### Task to complete
Provide again, from the entries below, every line from the one containing "else if delta" through the one containing "the previous page.", exactly as written, and no other line.

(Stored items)
****************************************

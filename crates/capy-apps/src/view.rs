//! Grid view model: search filter, folder drill-down and pagination.

use crate::catalog::{Catalog, FolderId};
use serde::Serialize;
use std::ops::Range;

pub const GRID_COLUMNS: usize = 6;
pub const GRID_ROWS: usize = 5;
pub const APPS_PER_PAGE: usize = GRID_COLUMNS * GRID_ROWS;

/// Smooth scroll deltas below this are ignored.
pub const SCROLL_THRESHOLD: f64 = 0.3;

/// A reference into the catalog for one visible grid cell.
#[derive(Clone, Debug, PartialEq, Eq)]
pub enum ItemRef {
    App(String),
    Folder(FolderId),
}

#[derive(Clone, Copy, Debug, PartialEq, Eq, Serialize)]
#[serde(rename_all = "lowercase")]
pub enum ItemKind {
    App,
    Folder,
}

/// What the UI draws for one cell.
#[derive(Clone, Debug, PartialEq, Serialize)]
#[serde(rename_all = "camelCase")]
pub struct GridItem {
    pub kind: ItemKind,
    /// App name or folder id.
    pub key: String,
    pub label: String,
    pub icon: Option<String>,
    pub is_active: bool,
    /// Char range of the search match inside `label`.
    #[serde(skip_serializing_if = "Option::is_none")]
    pub highlight: Option<Range<usize>>,
}

#[derive(Clone, Copy, Debug, PartialEq, Eq, Serialize)]
#[serde(rename_all = "camelCase")]
pub struct PageIndicator {
    pub current: usize,
    pub total: usize,
}

impl PageIndicator {
    /// One flag per page dot, true for the active page.
    pub fn dots(&self) -> Vec<bool> {
        (0..self.total).map(|i| i == self.current).collect()
    }
}

/// Scroll input from mouse wheels and touchpads.
#[derive(Clone, Copy, Debug, PartialEq)]
pub enum Scroll {
    Up,
    Down,
    Left,
    Right,
    Smooth { delta_x: f64, delta_y: f64 },
}

fn fold_case(text: &str) -> String {
    text.chars().flat_map(char::to_lowercase).collect()
}

/// Char range of the first case-insensitive occurrence of `query` in `name`.
pub fn match_range(name: &str, query: &str) -> Option<Range<usize>> {
    if query.is_empty() {
        return None;
    }

    let needle = fold_case(query);
    let mut folded = String::with_capacity(name.len());
    // folded byte offset -> char index in `name`
    let mut owners = Vec::with_capacity(name.len());

    for (index, ch) in name.chars().enumerate() {
        for lower in ch.to_lowercase() {
            folded.push(lower);
            owners.resize(folded.len(), index);
        }
    }

    let start = folded.find(&needle)?;
    let end = start + needle.len();
    Some(owners[start]..owners[end - 1] + 1)
}

/// Ephemeral browsing state. Never persisted.
#[derive(Clone, Debug, Default)]
pub struct ViewState {
    search: String,
    page: usize,
    open_folder: Option<FolderId>,
    visible: Vec<ItemRef>,
}

impl ViewState {
    pub fn new(catalog: &Catalog) -> Self {
        let mut view = Self::default();
        view.refresh(catalog);
        view
    }

    pub fn search(&self) -> &str {
        &self.search
    }

    pub fn page(&self) -> usize {
        self.page
    }

    pub fn open_folder(&self) -> Option<&str> {
        self.open_folder.as_deref()
    }

    /// The whole visible sequence for the active context.
    pub fn visible(&self) -> &[ItemRef] {
        &self.visible
    }

    fn is_searching(&self) -> bool {
        !self.search.is_empty()
    }

    /// Recompute the visible sequence against the catalog and clamp the page.
    pub fn refresh(&mut self, catalog: &Catalog) {
        if let Some(id) = &self.open_folder {
            if catalog.find_folder(id).is_none() {
                self.open_folder = None;
            }
        }

        self.visible = if self.is_searching() {
            catalog
                .apps()
                .iter()
                .filter(|app| app.is_root_visible())
                .filter(|app| match_range(&app.name, &self.search).is_some())
                .map(|app| ItemRef::App(app.name.clone()))
                .collect()
        } else if let Some(id) = &self.open_folder {
            catalog
                .folder_members(id)
                .into_iter()
                .map(|app| ItemRef::App(app.name.clone()))
                .collect()
        } else {
            catalog
                .folders()
                .iter()
                .map(|folder| ItemRef::Folder(folder.id.clone()))
                .chain(
                    catalog
                        .apps()
                        .iter()
                        .filter(|app| app.is_root_visible())
                        .map(|app| ItemRef::App(app.name.clone())),
                )
                .collect()
        };

        self.page = self.page.min(self.total_pages() - 1);
    }

    /// Set the search text and go back to the first page.
    pub fn apply_filter(&mut self, catalog: &Catalog, text: &str) {
        self.search = text.to_string();
        self.page = 0;
        self.refresh(catalog);
    }

    /// Folder contents are shown as a single page.
    pub fn total_pages(&self) -> usize {
        if self.open_folder.is_some() && !self.is_searching() {
            return 1;
        }
        self.visible.len().div_ceil(APPS_PER_PAGE).max(1)
    }

    pub fn page_indicator(&self) -> PageIndicator {
        PageIndicator {
            current: self.page,
            total: self.total_pages(),
        }
    }

    /// Offset of the current page in the visible sequence.
    pub fn page_offset(&self) -> usize {
        if self.total_pages() == 1 {
            return 0;
        }
        self.page * APPS_PER_PAGE
    }

    /// The slice of the visible sequence shown on the current page.
    pub fn page_items(&self) -> &[ItemRef] {
        if self.total_pages() == 1 {
            return &self.visible;
        }
        let start = self.page_offset().min(self.visible.len());
        let end = (start + APPS_PER_PAGE).min(self.visible.len());
        &self.visible[start..end]
    }

    pub fn next_page(&mut self) -> bool {
        self.go_to_page(self.page + 1)
    }

    pub fn prev_page(&mut self) -> bool {
        match self.page.checked_sub(1) {
            Some(page) => self.go_to_page(page),
            None => false,
        }
    }

    /// Jump to a page. Out-of-range indices are clamped. Returns true if the page changed.
    pub fn go_to_page(&mut self, page: usize) -> bool {
        let page = page.min(self.total_pages() - 1);
        if page == self.page {
            return false;
        }
        self.page = page;
        true
    }

    pub fn scroll(&mut self, scroll: Scroll) -> bool {
        match scroll {
            Scroll::Up | Scroll::Left => self.prev_page(),
            Scroll::Down | Scroll::Right => self.next_page(),
            Scroll::Smooth { delta_x, delta_y } => {
                let delta = if delta_x.abs() > delta_y.abs() {
                    delta_x
                } else {
                    delta_y
                };
                if delta < -SCROLL_THRESHOLD {
                    self.prev_page()
                } else if delta > SCROLL_THRESHOLD {
                    self.next_page()
                } else {
                    false
                }
            }
        }
    }

    /// Swiping right (positive velocity) reveals the previous page.
    pub fn swipe(&mut self, velocity_x: f64) -> bool {
        if velocity_x > 0.0 {
            self.prev_page()
        } else if velocity_x < 0.0 {
            self.next_page()
        } else {
            false
        }
    }

    /// Drill into a folder. Clears the search and starts at page 0.
    pub fn enter_folder(&mut self, catalog: &mut Catalog, folder_id: &str) -> bool {
        if catalog.find_folder(folder_id).is_none() {
            return false;
        }
        catalog.set_folder_open(folder_id, true);
        self.open_folder = Some(folder_id.to_string());
        self.search.clear();
        self.page = 0;
        self.refresh(catalog);
        true
    }

    /// Back to the root view at page 0.
    pub fn leave_folder(&mut self, catalog: &mut Catalog) {
        catalog.close_all_folders();
        self.open_folder = None;
        self.page = 0;
        self.refresh(catalog);
    }

    /// Forget everything, as when the overlay is dismissed.
    pub fn reset(&mut self, catalog: &mut Catalog) {
        self.search.clear();
        self.leave_folder(catalog);
    }

    /// Build the cells of the current page.
    pub fn visible_page(&self, catalog: &Catalog, dragging: Option<&str>) -> Vec<GridItem> {
        self.page_items()
            .iter()
            .filter_map(|item| match item {
                ItemRef::Folder(id) => catalog.find_folder(id).map(|folder| GridItem {
                    kind: ItemKind::Folder,
                    key: folder.id.clone(),
                    label: folder.name.clone(),
                    icon: Some(folder.icon.clone()),
                    is_active: folder.is_open,
                    highlight: None,
                }),
                ItemRef::App(name) => catalog.app(name).map(|app| GridItem {
                    kind: ItemKind::App,
                    key: app.name.clone(),
                    label: app.name.clone(),
                    icon: app.icon.clone(),
                    is_active: dragging == Some(app.name.as_str()),
                    highlight: match_range(&app.name, &self.search),
                }),
            })
            .collect()
    }
}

****************************************

### Solution for this exercise
                } else if delta > SCROLL_THRESHOLD {
                    self.next_page()
                } else {
                    false
                }
            }
        }
    }

    /// Swiping right (positive velocity) reveals the previous page.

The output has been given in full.